John Lewis Partnership — Measuring Our Delivery Performance Using DORA Metrics

--

Hi — I am Rob Hornby (Product Lead) for the John Lewis & Partners Digital Platform. Today I’m going to run through the work we’ve done using DORA to evidence how we have increased our delivery performance enabling us to go from 10 deployments to 5000 a year.

Introduction

In the past few years in John Lewis our teams have moved from deploying 10 times a year (on our legacy commerce service) to over 5,000 a year through our new digital services. We’ve done this through focusing on measuring the four key metrics detailed in DORA and improving the capabilities they outline.

Background

Historically the John Lewis Partnership (which includes John Lewis and Waitrose) has measured our delivery performance through traditional service management metrics, which focus on ITIL metrics such as change, incident, problem. These can be informative, they don’t provide a holistic view of delivery performance not, crucially, where to improve.

We’ve been interested in DORA (DevOps Research & Assessment), for a while. DORA provides a consistent approach to measuring software delivery performance, surveying and reporting the results yearly in the State of DevOps (2021). There are 4 metrics which provide a simple starting point to help measure your technical delivery performance, baseline yourself against wider IT industry and explore a wider set of capabilities to help you influence DORA metrics.

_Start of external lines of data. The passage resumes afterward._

//! Well-known roots of Python environment managers.

use std::path::PathBuf;

use super::env::EnvSource;

fn home_join(env: &dyn EnvSource, parts: &[&str]) -> Option<PathBuf> {
    let mut path = env.home_dir()?;
    for part in parts {
        path.push(part);
    }
    Some(path)
}

/// Directories listed in `PATH`, in order, without duplicates.
pub fn path_entries(env: &dyn EnvSource) -> Vec<PathBuf> {
    let Some(raw) = env.var("PATH") else {
        return Vec::new();
    };
    let mut entries: Vec<PathBuf> = Vec::new();
    for entry in std::env::split_paths(&raw) {
        if !entry.as_os_str().is_empty() && !entries.contains(&entry) {
            entries.push(entry);
        }
    }
    entries
}

/// The pyenv root: `PYENV_ROOT`, then `PYENV`, then `~/.pyenv`
/// (`~/.pyenv/pyenv-win` on Windows).
pub fn pyenv_root(env: &dyn EnvSource) -> Option<PathBuf> {
    if let Some(root) = env.path_var("PYENV_ROOT") {
        return Some(root);
    }
    if let Some(root) = env.path_var("PYENV") {
        return Some(root);
    }
    if cfg!(windows) {
        home_join(env, &[".pyenv", "pyenv-win"])
    } else {
        home_join(env, &[".pyenv"])
    }
}

pub fn pyenv_versions_dir(env: &dyn EnvSource) -> Option<PathBuf> {
    pyenv_root(env).map(|root| root.join("versions"))
}

pub fn pyenv_shims_dir(env: &dyn EnvSource) -> Option<PathBuf> {
    pyenv_root(env).map(|root| root.join("shims"))
}

/// The virtualenvwrapper home: `WORKON_HOME`, else `~/.virtualenvs`
/// (`~/Envs` on Windows).
pub fn workon_home(env: &dyn EnvSource) -> Option<PathBuf> {
    if let Some(home) = env.path_var("WORKON_HOME") {
        return Some(home);
    }
    if cfg!(windows) {
        home_join(env, &["Envs"])
    } else {
        home_join(env, &[".virtualenvs"])
    }
}

/// Directories that conventionally hold global virtual environments.
pub fn global_virtualenv_dirs(env: &dyn EnvSource) -> Vec<PathBuf> {
    let mut dirs = Vec::new();
    if let Some(home) = env.path_var("WORKON_HOME") {
        dirs.push(home);
    }
    let relative: &[&[&str]] = &[
        &["envs"],
        &[".direnv"],
        &[".venvs"],
        &[".virtualenvs"],
        &[".local", "share", "virtualenvs"],
    ];
    for parts in relative {
        if let Some(dir) = home_join(env, parts) {
            if !dirs.contains(&dir) {
                dirs.push(dir);
            }
        }
    }
    if cfg!(windows) {
        if let Some(dir) = home_join(env, &["Envs"]) {
            if !dirs.contains(&dir) {
                dirs.push(dir);
            }
        }
    }
    dirs
}

/// `~/.conda/environments.txt`, conda's registry of created environments.
pub fn conda_environments_file(env: &dyn EnvSource) -> Option<PathBuf> {
    home_join(env, &[".conda", "environments.txt"])
}

/// Common conda installation roots.
pub fn conda_known_roots(env: &dyn EnvSource) -> Vec<PathBuf> {
    const NAMES: [&str; 6] = [
        "anaconda",
        "anaconda3",
        "miniconda",
        "miniconda3",
        "miniforge3",
        "mambaforge",
    ];
    let mut roots = Vec::new();
    if let Some(home) = env.home_dir() {
        roots.extend(NAMES.iter().map(|name| home.join(name)));
        roots.push(home.join(".conda"));
    }
    if cfg!(windows) {
        if let Some(program_data) = env.path_var("PROGRAMDATA") {
            roots.extend(NAMES.iter().map(|name| program_data.join(name)));
        }
    } else {
        roots.extend(NAMES.iter().map(|name| PathBuf::from("/opt").join(name)));
        roots.extend(NAMES.iter().map(|name| PathBuf::from("/usr/local").join(name)));
    }
    roots
}

/// Poetry's shared virtualenvs directory.
pub fn poetry_virtualenvs_dir(env: &dyn EnvSource) -> Option<PathBuf> {
    if let Some(dir) = env.path_var("POETRY_VIRTUALENVS_PATH") {
        return Some(dir);
    }
    if cfg!(windows) {
        return env
            .path_var("LOCALAPPDATA")
            .map(|local| local.join("pypoetry").join("Cache").join("virtualenvs"));
    }
    if cfg!(target_os = "macos") {
        return home_join(env, &["Library", "Caches", "pypoetry", "virtualenvs"]);
    }
    env.path_var("XDG_CACHE_HOME")
        .or_else(|| home_join(env, &[".cache"]))
        .map(|cache| cache.join("pypoetry").join("virtualenvs"))
}

/// `%LOCALAPPDATA%\Microsoft\WindowsApps`, home of Store launchers.
pub fn windows_apps_dir(env: &dyn EnvSource) -> Option<PathBuf> {
    env.path_var("LOCALAPPDATA")
        .map(|local| local.join("Microsoft").join("WindowsApps"))
}

/// Standard interpreter directories on POSIX systems.
pub fn posix_known_dirs(env: &dyn EnvSource) -> Vec<PathBuf> {
    let mut dirs: Vec<PathBuf> = [
        "/usr/bin",
        "/usr/local/bin",
        "/bin",
        "/opt/homebrew/bin",
        "/opt/local/bin",
    ]
    .iter()
    .map(PathBuf::from)
    .collect();
    if let Some(local_bin) = home_join(env, &[".local", "bin"]) {
        dirs.push(local_bin);
    }
    dirs
}

#[cfg(test)]
mod tests {
    use super::*;
    use crate::paths::StaticEnv;

    #[test]
    fn test_pyenv_root_precedence() {
        let env = StaticEnv::new()
            .with_home("/home/u")
            .with_var("PYENV", "/opt/pyenv")
            .with_var("PYENV_ROOT", "/srv/pyenv");
        assert_eq!(pyenv_root(&env), Some(PathBuf::from("/srv/pyenv")));

        let env = StaticEnv::new().with_home("/home/u").with_var("PYENV", "/opt/pyenv");
        assert_eq!(pyenv_root(&env), Some(PathBuf::from("/opt/pyenv")));
        assert_eq!(
            pyenv_versions_dir(&env),
            Some(PathBuf::from("/opt/pyenv").join("versions"))
        );
    }

    #[test]
    fn test_workon_home_override() {
        let env = StaticEnv::new()
            .with_home("/home/u")
            .with_var("WORKON_HOME", "/data/venvs");
        assert_eq!(workon_home(&env), Some(PathBuf::from("/data/venvs")));
        let dirs = global_virtualenv_dirs(&env);
        assert_eq!(dirs[0], PathBuf::from("/data/venvs"));
        assert!(dirs.contains(&PathBuf::from("/home/u").join(".virtualenvs")));
    }

    #[test]
    fn test_path_entries_dedup_and_skip_empty() {
        let joined = std::env::join_paths(["/a", "/b", "/a"]).unwrap();
        let env = StaticEnv::new().with_var("PATH", joined.to_string_lossy());
        assert_eq!(
            path_entries(&env),
            vec![PathBuf::from("/a"), PathBuf::from("/b")]
        );
        assert!(path_entries(&StaticEnv::new()).is_empty());
    }

    #[test]
    fn test_no_home_means_no_home_relative_roots() {
        let env = StaticEnv::new();
        assert!(conda_environments_file(&env).is_none());
        assert!(global_virtualenv_dirs(&env).is_empty());
    }
}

  1. Deployment Frequency, how often do we deploy to production, a sign of a healthy release cadence and use of continuous delivery technique, hopefully adding value and reducing the risk of a stale pipeline and difficult to solve issues in production through large release. We want to evidence frequent delivery.
  2. Lead Time, how long from committing code did it take to get that code in to production, asks questions of your testing approach, continuous delivery and ability to react in the event of an incident or business need. We want our lead time to be fast.
  3. Change Failure Rate, can we deploy our services to production safely on a regular basis, without impacting customers. We want a low failure rate.
  4. Time to Restore, how quickly did we recover an service in the event of a failure, e.g. fix forward, roll back. We want a fast time to restore.
  5. Reliability, more on this later and the newer of the metrics, it focuses more on availability and typical “Golden Signal” metrics, something we’ve been doing for a while. We want something that is reliable and observable.

Initial Survey

Initially we used the DORA Quick check questionnaire to be able to collate data quickly across a wide range of services within the John Lewis Partnership. This was an experiment to get some feedback without developing a complex technical solution across the organisation. We have lots of different approaches across our estate, from leading edge digital platforms for our e-commerce and data insight services through to legacy mainframe services. We captured the data in a Google form and then aggregated the data across the responses.

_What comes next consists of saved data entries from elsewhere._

//! Run an interpreter and parse the information it prints.

use std::path::Path;
use std::process::Stdio;
use std::time::Duration;

use async_trait::async_trait;
use pyscout_core::{
    Architecture, InterpreterInformation, InterpreterProbe, ProbeError, PythonVersion,
    ReleaseLevel,
};
use serde::Deserialize;
use tokio::process::Command;
use tokio_util::sync::CancellationToken;
use tracing::debug;

const START_MARKER: &str = ">>>JSON";
const END_MARKER: &str = "<<<JSON";

/// Passed to `python -c`. Runs on Python 2.7 and every Python 3.
pub const PROBE_SCRIPT: &str = r#"import json, sys
info = {
    "versionInfo": tuple(sys.version_info),
    "sysPrefix": sys.prefix,
    "sysVersion": sys.version,
    "is64Bit": sys.maxsize > 2**32,
}
print(">>>JSON")
print(json.dumps(info))
print("<<<JSON")
"#;

#[derive(Debug, Deserialize)]
#[serde(rename_all = "camelCase")]
struct ProbeOutput {
    version_info: (i32, i32, i32, String, i32),
    sys_prefix: String,
    sys_version: String,
    #[serde(rename = "is64Bit")]
    is_64_bit: bool,
}

/// Parse the probe script's stdout. Anything printed outside the markers,
/// such as activation noise, is ignored.
pub fn parse_probe_output(
    executable: &Path,
    stdout: &str,
) -> Result<InterpreterInformation, ProbeError> {
    let start = stdout
        .find(START_MARKER)
        .ok_or_else(|| ProbeError::InvalidOutput("missing start marker".to_string()))?;
    let body = &stdout[start + START_MARKER.len()..];
    let end = body
        .find(END_MARKER)
        .ok_or_else(|| ProbeError::InvalidOutput("missing end marker".to_string()))?;

    let output: ProbeOutput = serde_json::from_str(body[..end].trim())
        .map_err(|e| ProbeError::InvalidOutput(e.to_string()))?;

    let (major, minor, micro, level, serial) = output.version_info;
    let level = ReleaseLevel::parse(&level).ok_or(ProbeError::UnparseableVersion(level))?;
    let mut version = PythonVersion::new(major, minor, micro).with_release(level, serial);
    version.sys_version = Some(output.sys_version);

    Ok(InterpreterInformation {
        executable: executable.to_path_buf(),
        version,
        arch: if output.is_64_bit {
            Architecture::X64
        } else {
            Architecture::X86
        },
        sys_prefix: output.sys_prefix.into(),
    })
}

/// [`InterpreterProbe`] that spawns the interpreter with [`PROBE_SCRIPT`].
#[derive(Debug, Clone, Copy, Default)]
pub struct ProcessInterpreterProbe {
    timeout: Option<Duration>,
}

impl ProcessInterpreterProbe {
    pub const fn new() -> Self {
        Self { timeout: None }
    }

    /// Kill interpreters that have not answered within `timeout`.
    #[must_use]
    pub const fn with_timeout(mut self, timeout: Option<Duration>) -> Self {
        self.timeout = timeout;
        self
    }
}

#[async_trait]
impl InterpreterProbe for ProcessInterpreterProbe {
    async fn probe(
        &self,
        executable: &Path,
        cancel: CancellationToken,
    ) -> Result<InterpreterInformation, ProbeError> {
        debug!(path = %executable.display(), "Probing interpreter");
        let child = Command::new(executable)
            .arg("-c")
            .arg(PROBE_SCRIPT)
            .env("PYTHONIOENCODING", "utf-8")
            .stdin(Stdio::null())
            .stdout(Stdio::piped())
            .stderr(Stdio::piped())
            .kill_on_drop(true)
            .spawn()
            .map_err(|e| ProbeError::Spawn {
                executable: executable.display().to_string(),
                reason: e.to_string(),
            })?;

        // Dropping the wait future drops the child, which kills it.
        let wait = async {
            let output = child.wait_with_output();
            let result = match self.timeout {
                Some(limit) => tokio::time::timeout(limit, output).await.map_err(|_| {
                    ProbeError::TimedOut(u64::try_from(limit.as_millis()).unwrap_or(u64::MAX))
                })?,
                None => output.await,
            };
            result.map_err(|e| ProbeError::InvalidOutput(e.to_string()))
        };

        let output = tokio::select! {
            () = cancel.cancelled() => return Err(ProbeError::Cancelled),
            output = wait => output?,
        };

        if !output.status.success() {
            return Err(ProbeError::NonZeroExit {
                status: output.status.to_string(),
                stderr: String::from_utf8_lossy(&output.stderr).trim().to_string(),
            });
        }
        parse_probe_output(executable, &String::from_utf8_lossy(&output.stdout))
    }
}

What this quickly gives you is a maturity rating across your technical landscape, ranking you from Low to Elite in terms of delivery performance. More importantly it also gives you insight in how to move to the next level of maturity. It also helps to showcase the success of our digital strategies in creating platforms and the cultural change towards a more agile, product focused organisation.

Automating Data Gathering

We’ve also now automated the collection of DORA metrics on the John Lewis Digital Platform. We’ve collected data from our Service Management tooling, ServiceNow and also Deployment tooling, Gitlab. This data is aggregated within Big Query and presented back through Grafana (an example you can see below).

DORA Technical Landscape

Within Grafana we’ve created an overall dashboard with a league table on the performance of all our services, along with a dashboard per service (such as for our Product Catalogue, or Checkout). You can then use the time series capabilities of Grafana to evidence the metrics over different periods of time.

A Typical Service Running on JLDP — Catalogue

Metrics Calculation

We have used the data we have to present our own interpretation of the DORA, using data which is used more widely in the organisation.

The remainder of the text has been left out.